Led by researcher Nicolas L'Heureux, a team at the Inserm institute – aka the French National Institute of Health and Medical Research – started by lab-cultivating human cells, which in turn produced extracellular matrix deposits that were high in collagen. The extracellular matrix is the three-dimensional network of macromolecules that surrounds the body's cells, helping to keep those cells structurally and biochemically supported.
Sheets of the lab-grown matrix deposits were next cut into very thin fiber-like strips, forming the yarn. It can be woven, knitted or braided, and has already been used to create vascular grafts (implantable tubes for redirecting the flow of blood). Those grafts exhibited "burst pressure, suture retention strength and transmural permeability that surpassed clinical requirements."

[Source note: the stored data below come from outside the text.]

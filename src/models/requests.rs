//! Request DTOs for the cache server API
//!
//! Defines the structure of incoming HTTP request bodies.

use serde::Deserialize;
use serde_json::Value;

/// Longest key accepted over HTTP.
pub const MAX_KEY_LENGTH: usize = 256;

/// Request body for `PUT` and `POST /caches/:cache/:key`
///
/// A missing or `null` value stores a null entry.
#[derive(Debug, Clone, Deserialize)]
pub struct PutRequest {
    /// Any JSON value
    #[serde(default)]
    pub value: Value,
}

impl PutRequest {
    /// JSON text stored in the cache, or `None` for a null entry.
    pub fn json_text(&self) -> Option<String> {
        if self.value.is_null() {
            None
        } else {
            Some(self.value.to_string())
        }
    }
}

/// Validates a key taken from the request path
///
/// Returns an error message if validation fails, None if valid.
pub fn validate_key(key: &str) -> Option<String> {
    if key.is_empty() {
        return Some("Key cannot be empty".to_string());
    }
    if key.len() > MAX_KEY_LENGTH {
        return Some(format!(
            "Key exceeds maximum length of {} characters",
            MAX_KEY_LENGTH
        ));
    }
    None
}
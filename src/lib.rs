//! bincache - named caches over a remote key-value store
//!
//! Values are serialized with a configurable format and compression and
//! stored as tagged records with sliding TTL expiration. A registry hands
//! out one cache per `namespace:partition` name.

pub mod api;
pub mod cache;
pub mod codec;
pub mod config;
pub mod error;
pub mod models;
pub mod registry;
pub mod store;
pub mod tasks;

pub use api::AppState;
pub use cache::{Cache, CacheStats, ValueWrapper};
pub use codec::{Codec, Compression, SerializationFormat};
pub use config::{Config, RegistryConfig};
pub use error::{CacheError, Result};
pub use registry::CacheRegistry;
pub use store::{Backend, MemoryBackend, RecordStore};
pub use tasks::spawn_cleanup_task;
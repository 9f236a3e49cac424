//! In-Memory Backend Module
//!
//! A process-local `Backend` with backend-side TTL expiration and numeric
//! secondary indexes. Backs the demo server and the test suite.

use std::collections::HashMap;
use std::sync::atomic::{AtomicBool, AtomicU64, Ordering};
use std::time::Duration;

use async_trait::async_trait;
use chrono::Utc;
use tokio::sync::RwLock;
use tracing::debug;

use super::backend::{Backend, BackendError, BackendResult, Filter, IndexType, Statement};
use super::entry::StoredEntry;
use super::policy::{ReadPolicy, RecordExistsAction, ScanPolicy, WritePolicy};
use super::record::{Bin, FieldValue, Record, RecordKey};

/// `(namespace, partition, bin)` an index covers.
type IndexTarget = (String, String, String);

#[derive(Debug, Clone)]
struct IndexDef {
    name: String,
    index_type: IndexType,
}

// == Memory Backend ==
#[derive(Debug, Default)]
pub struct MemoryBackend {
    records: RwLock<HashMap<RecordKey, StoredEntry>>,
    indexes: RwLock<HashMap<IndexTarget, IndexDef>>,
    /// When set every call fails with `Connection`
    unavailable: AtomicBool,
    /// Artificial delay added to every call
    latency_ms: AtomicU64,
}

impl MemoryBackend {
    // == Constructor ==
    pub fn new() -> Self {
        Self::default()
    }

    // == Fault Injection ==
    /// Simulates losing (or regaining) the connection.
    pub fn set_available(&self, available: bool) {
        self.unavailable.store(!available, Ordering::SeqCst);
    }

    /// Delays every subsequent call by `latency`.
    pub fn set_latency(&self, latency: Duration) {
        self.latency_ms
            .store(latency.as_millis() as u64, Ordering::SeqCst);
    }

    async fn check(&self) -> BackendResult<()> {
        let latency = self.latency_ms.load(Ordering::SeqCst);
        if latency > 0 {
            tokio::time::sleep(Duration::from_millis(latency)).await;
        }
        if self.unavailable.load(Ordering::SeqCst) {
            return Err(BackendError::Connection(
                "in-memory backend marked unavailable".to_string(),
            ));
        }
        Ok(())
    }

    // == Cleanup Expired ==
    /// Removes all expired records.
    ///
    /// Returns the number of records removed.
    pub async fn cleanup_expired(&self) -> usize {
        let now = Utc::now();
        let mut records = self.records.write().await;
        let before = records.len();
        records.retain(|_, entry| !entry.is_expired_at(now));
        before - records.len()
    }

    // == Length ==
    /// Number of stored records, including expired ones not yet reaped.
    pub async fn len(&self) -> usize {
        self.records.read().await.len()
    }

    pub async fn is_empty(&self) -> bool {
        self.records.read().await.is_empty()
    }

    fn live<'a>(
        records: &'a HashMap<RecordKey, StoredEntry>,
        key: &RecordKey,
    ) -> Option<&'a StoredEntry> {
        records.get(key).filter(|entry| !entry.is_expired())
    }
}

#[async_trait]
impl Backend for MemoryBackend {
    async fn exists(&self, _policy: &ReadPolicy, key: &RecordKey) -> BackendResult<bool> {
        self.check().await?;
        let records = self.records.read().await;
        Ok(Self::live(&records, key).is_some())
    }

    async fn get(&self, _policy: &ReadPolicy, key: &RecordKey) -> BackendResult<Option<Record>> {
        self.check().await?;
        let records = self.records.read().await;
        Ok(Self::live(&records, key).map(StoredEntry::to_record))
    }

    async fn put(&self, policy: &WritePolicy, key: &RecordKey, bins: &[Bin]) -> BackendResult<()> {
        self.check().await?;
        if bins.is_empty() {
            return Err(BackendError::InvalidArgument(format!(
                "no bins to write for {}",
                key
            )));
        }

        let mut records = self.records.write().await;
        if records.get(key).is_some_and(StoredEntry::is_expired) {
            records.remove(key);
        }

        let emptied = match (records.get_mut(key), policy.exists) {
            (Some(_), RecordExistsAction::CreateOnly) => {
                return Err(BackendError::RecordExists(key.to_string()));
            }
            (None, RecordExistsAction::UpdateOnly) => {
                return Err(BackendError::RecordNotFound(key.to_string()));
            }
            (Some(entry), _) => {
                entry.apply(bins);
                if let Some(ttl) = policy.expiration {
                    entry.refresh(ttl);
                }
                entry.bins.is_empty()
            }
            (None, _) => {
                let entry = StoredEntry::new(bins, policy.expiration.unwrap_or(0));
                if !entry.bins.is_empty() {
                    records.insert(key.clone(), entry);
                }
                false
            }
        };

        // A record left without fields no longer exists
        if emptied {
            records.remove(key);
        }
        Ok(())
    }

    async fn delete(&self, _policy: &WritePolicy, key: &RecordKey) -> BackendResult<bool> {
        self.check().await?;
        let mut records = self.records.write().await;
        Ok(records
            .remove(key)
            .is_some_and(|entry| !entry.is_expired()))
    }

    async fn touch(&self, policy: &WritePolicy, key: &RecordKey) -> BackendResult<()> {
        self.check().await?;
        let mut records = self.records.write().await;
        match records.get_mut(key).filter(|entry| !entry.is_expired()) {
            Some(entry) => {
                if let Some(ttl) = policy.expiration {
                    entry.refresh(ttl);
                }
                entry.generation = entry.generation.wrapping_add(1);
                Ok(())
            }
            None => Err(BackendError::RecordNotFound(key.to_string())),
        }
    }

    async fn scan_keys(
        &self,
        _policy: &ScanPolicy,
        namespace: &str,
        partition: &str,
    ) -> BackendResult<Vec<RecordKey>> {
        self.check().await?;
        let records = self.records.read().await;
        let mut keys: Vec<RecordKey> = records
            .iter()
            .filter(|(key, entry)| {
                key.namespace == namespace && key.partition == partition && !entry.is_expired()
            })
            .map(|(key, _)| key.clone())
            .collect();
        keys.sort();
        Ok(keys)
    }

    async fn create_index(
        &self,
        namespace: &str,
        partition: &str,
        index_name: &str,
        bin: &str,
        index_type: IndexType,
    ) -> BackendResult<()> {
        self.check().await?;
        let mut indexes = self.indexes.write().await;
        if let Some((target, _)) = indexes
            .iter()
            .find(|(target, def)| def.name == index_name && target.2 != bin)
        {
            return Err(BackendError::InvalidArgument(format!(
                "index '{}' already covers field '{}'",
                index_name, target.2
            )));
        }
        debug!(
            "Index {} built on {}:{}.{} ({:?})",
            index_name, namespace, partition, bin, index_type
        );
        indexes.insert(
            (namespace.to_string(), partition.to_string(), bin.to_string()),
            IndexDef {
                name: index_name.to_string(),
                index_type,
            },
        );
        Ok(())
    }

    async fn query(
        &self,
        _policy: &ReadPolicy,
        statement: &Statement,
    ) -> BackendResult<Vec<RecordKey>> {
        self.check().await?;
        let target = (
            statement.namespace.clone(),
            statement.partition.clone(),
            statement.filter.bin().to_string(),
        );
        let index_type = match self.indexes.read().await.get(&target) {
            Some(def) => def.index_type,
            None => return Err(BackendError::IndexNotFound(target.2)),
        };

        let compatible = matches!(
            (&statement.filter, index_type),
            (Filter::Range { .. }, IndexType::Numeric) | (Filter::Equal { .. }, IndexType::String)
        );
        if !compatible {
            return Err(BackendError::InvalidArgument(format!(
                "filter on '{}' does not match its {:?} index",
                target.2, index_type
            )));
        }

        let hit = |entry: &StoredEntry| match &statement.filter {
            Filter::Range { bin, begin, end } => entry
                .bins
                .get(bin)
                .and_then(FieldValue::as_i64)
                .is_some_and(|v| *begin <= v && v <= *end),
            Filter::Equal { bin, value } => entry
                .bins
                .get(bin)
                .is_some_and(|v| matches!(v, FieldValue::String(s) if s == value)),
        };

        let records = self.records.read().await;
        let mut keys: Vec<RecordKey> = records
            .iter()
            .filter(|(key, entry)| {
                key.namespace == statement.namespace
                    && key.partition == statement.partition
                    && !entry.is_expired()
                    && hit(entry)
            })
            .map(|(key, _)| key.clone())
            .collect();
        keys.sort();
        Ok(keys)
    }
}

Because the makeup of collagen doesn't vary from person to person, it is hoped that each patient wouldn't need to have yarn produced from their own cells. Instead, a large number of patients could all receive woven vessels that were made in advance from other peoples' cells, without any risk of those vessels being rejected by the patients' immune systems.
Animal testing will commence once the collagen-yarn blood vessels are ready to go, with human clinical trials set to follow.
A paper on the research was recently published in the journal Acta Biomaterialia.